Kinderombudsman: Jeugdhulp nog steeds niet op orde

18 mrt 2016

Een jaar na de invoering van de jeugdwet constateert de Kinderombudsman dat de jeugdhulp nog niet op orde is. De zorgen over de deskundigheid van de wijkteams zijn niet verdwenen en ook de toegang tot de hulp en de aanbodgerichte werkwijze blijven een knelpunt. Huisartsen zijn onvoldoende geïnformeerd over het hulpaanbod, wat doorverwijzen lastig maakt. Daarnaast lijken er als gevolg van de decentralisatie extra wachtlijsten te ontstaan. Deze problemen gaan in 2016 mogelijk voor een veel grotere groep kinderen gelden.

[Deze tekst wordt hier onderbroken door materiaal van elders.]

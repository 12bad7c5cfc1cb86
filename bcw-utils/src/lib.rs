//! Shared utility functions for BCW crates.

/// Date utility functions
pub mod dates {
    use chrono::{NaiveDate, NaiveDateTime};

    /// Canonical date format of the weather exports: "YYYY-MM-DD"
    pub const DATE_FORMAT: &str = "%Y-%m-%d";

    const DATE_FORMATS: [&str; 3] = [DATE_FORMAT, "%Y/%m/%d", "%d/%m/%Y"];
    const DATETIME_FORMATS: [&str; 2] = ["%Y-%m-%d %H:%M:%S", "%Y-%m-%dT%H:%M:%S"];

    /// Best-effort date parsing.
    ///
    /// Accepts "YYYY-MM-DD", "YYYY/MM/DD", "DD/MM/YYYY" and full timestamps
    /// such as "2021-03-04 00:00:00". Returns `None` when nothing matches.
    pub fn parse_date_lenient(s: &str) -> Option<NaiveDate> {
        let s = s.trim();
        if s.is_empty() {
            return None;
        }
        DATE_FORMATS
            .iter()
            .find_map(|fmt| NaiveDate::parse_from_str(s, fmt).ok())
            .or_else(|| {
                DATETIME_FORMATS
                    .iter()
                    .find_map(|fmt| NaiveDateTime::parse_from_str(s, fmt).ok())
                    .map(|dt| dt.date())
            })
    }

    #[cfg(test)]
    mod tests {
        use super::*;
        use chrono::NaiveDate;

        #[test]
        fn test_parse_date_lenient() {
            let expected = NaiveDate::from_ymd_opt(2021, 3, 4);
            assert_eq!(parse_date_lenient("2021-03-04"), expected);
            assert_eq!(parse_date_lenient(" 2021/03/04 "), expected);
            assert_eq!(parse_date_lenient("04/03/2021"), expected);
            assert_eq!(parse_date_lenient("2021-03-04 00:00:00"), expected);
        }

        #[test]
        fn test_parse_date_lenient_rejects_garbage() {
            assert_eq!(parse_date_lenient(""), None);
            assert_eq!(parse_date_lenient("not a date"), None);
            assert_eq!(parse_date_lenient("2021-13-01"), None);
        }
    }
}

/// Numeric coercion of raw spreadsheet and CSV cells
pub mod numeric {
    /// Placeholders that mean "no value" in the source exports.
    const MISSING_MARKERS: [&str; 8] = ["-", "--", "---", "null", "n/a", "na", "nan", "*"];

    /// Coerce a raw cell into a finite `f64`.
    ///
    /// Blank cells, missing-value markers, text and non-finite numbers all
    /// coerce to `None`. Decimal commas ("1234,5") and dotted thousands with a
    /// decimal comma ("1.234,5") are accepted.
    pub fn coerce_f64(raw: &str) -> Option<f64> {
        if is_missing(raw) {
            return None;
        }
        let trimmed = raw.trim();
        let parsed = match trimmed.parse::<f64>() {
            Ok(v) => Some(v),
            Err(_) => parse_decimal_comma(trimmed),
        };
        parsed.filter(|v| v.is_finite())
    }

    /// True for blank cells and missing-value markers.
    pub fn is_missing(raw: &str) -> bool {
        let trimmed = raw.trim();
        trimmed.is_empty() || MISSING_MARKERS.contains(&trimmed.to_lowercase().as_str())
    }

    fn parse_decimal_comma(s: &str) -> Option<f64> {
        let comma = s.rfind(',')?;
        if let Some(dot) = s.rfind('.') {
            if dot > comma {
                return None;
            }
        }
        let normalized = s.replace('.', "").replace(',', ".");
        normalized.parse::<f64>().ok()
    }

}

Dat stelt de Kinderombudsman in zijn derde monitor over de decentralisatie van de jeugdhulp, die vandaag is verschenen. Marc Dullaert: "Door de organisatorische problemen komen gemeenten nauwelijks toe aan het belangrijkste doel van de decentralisatie: snelle, samenhangende hulp op maat voor kinderen."

Lang wachten op juiste hulp

De Kinderombudsman constateert dat het voor veel kinderen die voor het eerst gebruik maken van de jeugdhulp vaak lang duurt voordat zij de toegang tot de hulp hebben gevonden. Uit een enquête van de Kinderombudsman blijkt dat 55% van de nieuwe instromers (zeer) veel moeite heeft ervaren om de juiste hulp te krijgen. Ook voor professionals zoals huisartsen, Veilig Thuis-organisaties en (middelbare) scholen is de toegang in sommige gemeenten niet altijd duidelijk.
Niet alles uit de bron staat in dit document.